The workout went very well. He maintained his form and his rhythm the entire workout, with only a few bad hurdles here and there. The only time he hit a hurdle hard, he immediately righted himself and attacked the next one without me even needing to tell him to. He did as well with this workout as anyone ever has the first time doing it.

With the girl, whom I had been coaching off and on since last March, I knew I couldn’t expect to get the same quality and same volume if I didn’t make some adaptations to my expectations. Her conditioning level wasn’t nearly as high, and she was notorious for falling apart in the latter stages of workouts, no matter how good she looked early on.

So I decided that the non-negotiable element of the workout was to get in 100 hurdles worth of reps. Even if it took more sets and more rest to get there, that’s what we needed to get to. Fortunately, the blasting heat of the summer had finally died down, and the temperatures were relatively mild – in the low 70’s. I told her we’d start off with a set of four reps (20 hurdles), and that she could walk back between reps instead of jogging back on the balls of her feet. The first set went well enough that I felt confident we could get to 100 reps this way. I gave her three minutes between sets to somewhat compensate for the walking recovery between reps.

This formula ended up being successful for the whole workout. She did five sets of four reps over the five hurdles, for a total of 100 hurdles. The quality of the reps stayed high for the entire workout, which, to me, is the most important thing. I don’t want the volume without the quality. Just to say we made it to 100 hurdles doesn’t mean crap if 20 of those 100 hurdles were garbage.

Because I didn’t force the girl to do the workout exactly as I had originally designed it, but instead made concessions to accommodate her fitness level, we had a successful workout. Now, I can move toward adjusting her recovery periods to where I would prefer them to be. Instead of having her clear a higher volume of hurdles next time, I can tighten up her recovery periods, and keep her volume at 100 hurdles.

With the boy, meanwhile, I can go ahead and move forward according to script. Instead of setting up five hurdles, I’ll set up six. He’ll do a total of 20 reps (8, 8, and 4) over six, for a total of 120 hurdles. That’ll be 20 more hurdles than last workout. The next week, assuming all goes well, I’ll set up seven hurdles, and keep moving up until we get to ten hurdles each rep, for a total of 200 hurdles. If his first meet is in January (which I prefer, as opposed to earlier), that means we continue base-building through December, and can add more reps to each set. The most I’ve ever had an athlete do was three full sets of ten reps over ten hurdles, for a total of 300 hurdles. That was Johnny Dutch, his junior year of high school.

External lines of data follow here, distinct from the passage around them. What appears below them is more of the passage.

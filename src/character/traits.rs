//! Wanderer traits.
//!
//! Traits are a closed set. Some carry a theme condition and only apply while
//! the current dungeon matches it.

use crate::dungeon::types::Theme;
use serde::{Deserialize, Serialize};

#[derive(Debug, Clone, Copy, PartialEq, Eq, Serialize, Deserialize)]
pub enum Polarity {
    Positive,
    Negative,
}

#[derive(Debug, Clone, Copy, PartialEq, Eq, Hash, Serialize, Deserialize)]
pub enum TraitKind {
    /// +5 flat hit chance
    EagleEye,
    /// +3 SPD for initiative and a 30% ATB head start
    Swift,
    /// +10 hit and +5 evasion in a matching dungeon
    Expert,
    /// Chests may yield a second item
    Lucky,
    /// +30% sanity loss
    Coward,
    /// +50% sanity loss in a matching dungeon
    Phobia,
    /// -10 flee chance
    Clumsy,
    /// -5 max HP
    Frail,
}

impl TraitKind {
    pub fn polarity(&self) -> Polarity {
        match self {
            TraitKind::EagleEye | TraitKind::Swift | TraitKind::Expert | TraitKind::Lucky => {
                Polarity::Positive
            }
            TraitKind::Coward | TraitKind::Phobia | TraitKind::Clumsy | TraitKind::Frail => {
                Polarity::Negative
            }
        }
    }

    pub fn is_themed(&self) -> bool {
        matches!(self, TraitKind::Expert | TraitKind::Phobia)
    }

    pub fn key(&self) -> &'static str {
        match self {
            TraitKind::EagleEye => "trait.eagle_eye",
            TraitKind::Swift => "trait.swift",
            TraitKind::Expert => "trait.expert",
            TraitKind::Lucky => "trait.lucky",
            TraitKind::Coward => "trait.coward",
            TraitKind::Phobia => "trait.phobia",
            TraitKind::Clumsy => "trait.clumsy",
            TraitKind::Frail => "trait.frail",
        }
    }

    pub fn positives() -> [TraitKind; 4] {
        [
            TraitKind::EagleEye,
            TraitKind::Swift,
            TraitKind::Expert,
            TraitKind::Lucky,
        ]
    }

    pub fn negatives() -> [TraitKind; 4] {
        [
            TraitKind::Coward,
            TraitKind::Phobia,
            TraitKind::Clumsy,
            TraitKind::Frail,
        ]
    }
}

#[derive(Debug, Clone, PartialEq, Eq, Serialize, Deserialize)]
pub struct Trait {
    /// Unique per wanderer, e.g. "expert:forest"
    pub id: String,
    pub kind: TraitKind,
    #[serde(default)]
    pub condition: Option<Theme>,
}

impl Trait {
    pub fn new(kind: TraitKind) -> Self {
        Self {
            id: kind.key().trim_start_matches("trait.").to_string(),
            kind,
            condition: None,
        }
    }

    pub fn themed(kind: TraitKind, theme: Theme) -> Self {
        Self {
            id: format!("{}:{}", kind.key().trim_start_matches("trait."), theme.key()),
            kind,
            condition: Some(theme),
        }
    }

    pub fn polarity(&self) -> Polarity {
        self.kind.polarity()
    }

    /// True if this trait applies in a dungeon of the given theme.
    pub fn applies_in(&self, theme: Theme) -> bool {
        match self.condition {
            Some(required) => required == theme,
            None => true,
        }
    }
}

/// Whether any trait of `kind` applies in the given theme.
pub fn has_trait(traits: &[Trait], kind: TraitKind, theme: Theme) -> bool {
    traits.iter().any(|t| t.kind == kind && t.applies_in(theme))
}
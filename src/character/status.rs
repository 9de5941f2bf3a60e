//! Timed status effects on the wanderer, ticked once per move.
//!
//! Two tick mechanisms coexist. Every effect applies its own per-turn HP and
//! sanity deltas, and a handful of legacy kinds (poison, burn, torch) carry
//! fixed behavior keyed by kind: poison and burn deal the constant tick damage,
//! and torch suppresses the per-move sanity cost.

use super::attributes::{StatType, Stats};
use crate::core::constants::{
    BURN_DURATION, BURN_TICK_DAMAGE, NUM_STATS, POISON_DURATION, POISON_TICK_DAMAGE,
    TORCH_DURATION,
};
use serde::{Deserialize, Serialize};

#[derive(Debug, Clone, Copy, PartialEq, Eq, Serialize, Deserialize)]
pub enum StatusKind {
    Poison,
    Burn,
    Torch,
    Generic,
}

#[derive(Debug, Clone, Copy, PartialEq, Eq, Serialize, Deserialize)]
pub enum Duration {
    Turns(u32),
    Infinite,
}

/// Additive then multiplicative stat adjustments.
#[derive(Debug, Clone, Copy, PartialEq, Serialize, Deserialize)]
pub struct StatModifiers {
    pub additive: [i32; NUM_STATS],
    pub multiplier: [f64; NUM_STATS],
}

impl Default for StatModifiers {
    fn default() -> Self {
        Self {
            additive: [0; NUM_STATS],
            multiplier: [1.0; NUM_STATS],
        }
    }
}

impl StatModifiers {
    pub fn add(mut self, stat: StatType, amount: i32) -> Self {
        self.additive[stat.index()] += amount;
        self
    }

    pub fn scale(mut self, stat: StatType, factor: f64) -> Self {
        self.multiplier[stat.index()] *= factor;
        self
    }

    pub fn apply_to(&self, stats: &Stats) -> Stats {
        let mut out = *stats;
        for stat in StatType::all() {
            let i = stat.index();
            let base = stats.get(stat) as i64 + self.additive[i] as i64;
            let scaled = (base.max(0) as f64 * self.multiplier[i]).round();
            out.set(stat, scaled.max(0.0) as u32);
        }
        out
    }
}

#[derive(Debug, Clone, PartialEq, Serialize, Deserialize)]
pub struct StatusEffect {
    pub id: String,
    pub kind: StatusKind,
    pub icon: String,
    /// Translation key for the label
    pub label: String,
    pub duration: Duration,
    #[serde(default)]
    pub hp_per_turn: i32,
    #[serde(default)]
    pub sanity_per_turn: i32,
    #[serde(default)]
    pub stat_mods: StatModifiers,
}

impl StatusEffect {
    pub fn generic(id: &str, icon: &str, duration: Duration) -> Self {
        Self {
            id: id.to_string(),
            kind: StatusKind::Generic,
            icon: icon.to_string(),
            label: format!("status.{}", id),
            duration,
            hp_per_turn: 0,
            sanity_per_turn: 0,
            stat_mods: StatModifiers::default(),
        }
    }

    pub fn poison() -> Self {
        Self {
            kind: StatusKind::Poison,
            ..Self::generic("poison", "☠", Duration::Turns(POISON_DURATION))
        }
    }

    pub fn burn() -> Self {
        Self {
            kind: StatusKind::Burn,
            ..Self::generic("burn", "🔥", Duration::Turns(BURN_DURATION))
        }
    }

    pub fn torch() -> Self {
        Self {
            kind: StatusKind::Torch,
            ..Self::generic("torch", "🕯", Duration::Turns(TORCH_DURATION))
        }
    }

    pub fn with_hp_per_turn(mut self, delta: i32) -> Self {
        self.hp_per_turn = delta;
        self
    }

    pub fn with_sanity_per_turn(mut self, delta: i32) -> Self {
        self.sanity_per_turn = delta;
        self
    }

    pub fn with_stat_mods(mut self, mods: StatModifiers) -> Self {
        self.stat_mods = mods;
        self
    }

    /// Total HP change this effect applies on one tick, legacy damage included.
    pub fn hp_tick(&self) -> i32 {
        let legacy = match self.kind {
            StatusKind::Poison => -(POISON_TICK_DAMAGE as i32),
            StatusKind::Burn => -(BURN_TICK_DAMAGE as i32),
            StatusKind::Torch | StatusKind::Generic => 0,
        };
        self.hp_per_turn + legacy
    }
}

/// Net result of ticking every active effect once.
#[derive(Debug, Clone, Default, PartialEq)]
pub struct StatusTick {
    pub hp_delta: i32,
    pub sanity_delta: i32,
    pub expired: Vec<StatusEffect>,
}

#[derive(Debug, Clone, Default, PartialEq, Serialize, Deserialize)]
pub struct StatusEffectSet {
    effects: Vec<StatusEffect>,
}

impl StatusEffectSet {
    pub fn new() -> Self {
        Self::default()
    }

    /// Adds an effect, replacing any active effect with the same id.
    pub fn apply(&mut self, effect: StatusEffect) {
        match self.effects.iter_mut().find(|e| e.id == effect.id) {
            Some(existing) => *existing = effect,
            None => self.effects.push(effect),
        }
    }

    pub fn remove(&mut self, id: &str) -> Option<StatusEffect> {
        let pos = self.effects.iter().position(|e| e.id == id)?;
        Some(self.effects.remove(pos))
    }

    pub fn has(&self, id: &str) -> bool {
        self.effects.iter().any(|e| e.id == id)
    }

    pub fn has_kind(&self, kind: StatusKind) -> bool {
        self.effects.iter().any(|e| e.kind == kind)
    }

    pub fn get(&self, id: &str) -> Option<&StatusEffect> {
        self.effects.iter().find(|e| e.id == id)
    }

    pub fn iter(&self) -> impl Iterator<Item = &StatusEffect> {
        self.effects.iter()
    }

    pub fn len(&self) -> usize {
        self.effects.len()
    }

    pub fn is_empty(&self) -> bool {
        self.effects.is_empty()
    }

    /// Applies every effect's modifiers to `base` in application order.
    pub fn modified_stats(&self, base: &Stats) -> Stats {
        self.effects
            .iter()
            .fold(*base, |stats, e| e.stat_mods.apply_to(&stats))
    }

    /// Sums per-turn deltas, decrements durations and drops effects that hit zero.
    pub fn tick(&mut self) -> StatusTick {
        let mut result = StatusTick::default();
        for effect in &mut self.effects {
            result.hp_delta += effect.hp_tick();
            result.sanity_delta += effect.sanity_per_turn;
            if let Duration::Turns(turns) = &mut effect.duration {
                *turns = turns.saturating_sub(1);
            }
        }
        let (expired, kept): (Vec<_>, Vec<_>) = self
            .effects
            .drain(..)
            .partition(|e| e.duration == Duration::Turns(0));
        self.effects = kept;
        result.expired = expired;
        result
    }
}
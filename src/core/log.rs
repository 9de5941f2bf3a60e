//! Symbolic log lines and the localization seam.
//!
//! The engine never builds display text. Every user-facing message is a
//! [`LogLine`] carrying a translation key plus named parameters, and the host
//! renders it through a [`Translator`].

use serde::{Deserialize, Serialize};
use std::collections::VecDeque;
use std::fmt::Display;

#[derive(Debug, Clone, PartialEq, Eq, Serialize, Deserialize)]
pub struct LogLine {
    pub key: String,
    #[serde(default)]
    pub params: Vec<(String, String)>,
}

impl LogLine {
    pub fn new(key: &str) -> Self {
        Self {
            key: key.to_string(),
            params: Vec::new(),
        }
    }

    pub fn with(mut self, name: &str, value: impl Display) -> Self {
        self.params.push((name.to_string(), value.to_string()));
        self
    }

    pub fn param(&self, name: &str) -> Option<&str> {
        self.params
            .iter()
            .find(|(k, _)| k == name)
            .map(|(_, v)| v.as_str())
    }
}

/// Pushes onto a bounded log, dropping the oldest entry when full.
pub fn push_bounded<T>(log: &mut VecDeque<T>, entry: T, capacity: usize) {
    if log.len() >= capacity {
        log.pop_front();
    }
    log.push_back(entry);
}

/// Host-provided localization.
pub trait Translator {
    fn translate(&self, key: &str, params: &[(String, String)]) -> String;

    fn render(&self, line: &LogLine) -> String {
        self.translate(&line.key, &line.params)
    }
}

/// Fallback translator that echoes the key and its parameters.
///
/// The simulator renders run logs through it at `-vv`. Hosts can fall back to
/// it when a key has no catalog entry, so an unknown id still reads.
#[derive(Debug, Default, Clone, Copy)]
pub struct KeyEcho;

impl Translator for KeyEcho {
    fn translate(&self, key: &str, params: &[(String, String)]) -> String {
        if params.is_empty() {
            return key.to_string();
        }
        let rendered: Vec<String> = params.iter().map(|(k, v)| format!("{}={}", k, v)).collect();
        format!("{}{{{}}}", key, rendered.join(","))
    }
}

But yes, for the coach, it’s okay sometimes to lose the battle, so to speak. The important thing is to identify what it is you want to accomplish with the workout. If there is more than one thing, identify what is most important. I realize that with the situation I’ve described in this article, it would’ve been a different situation if I had had to coach them at the same time and needed more lane space. And there’s always the possibility that the athlete doing the more challenging version of the workout will resent the athlete doing the less challenging version. But that kind of issue won’t even come up if the coach has already developed strong relationships with the athletes as individuals and as a group.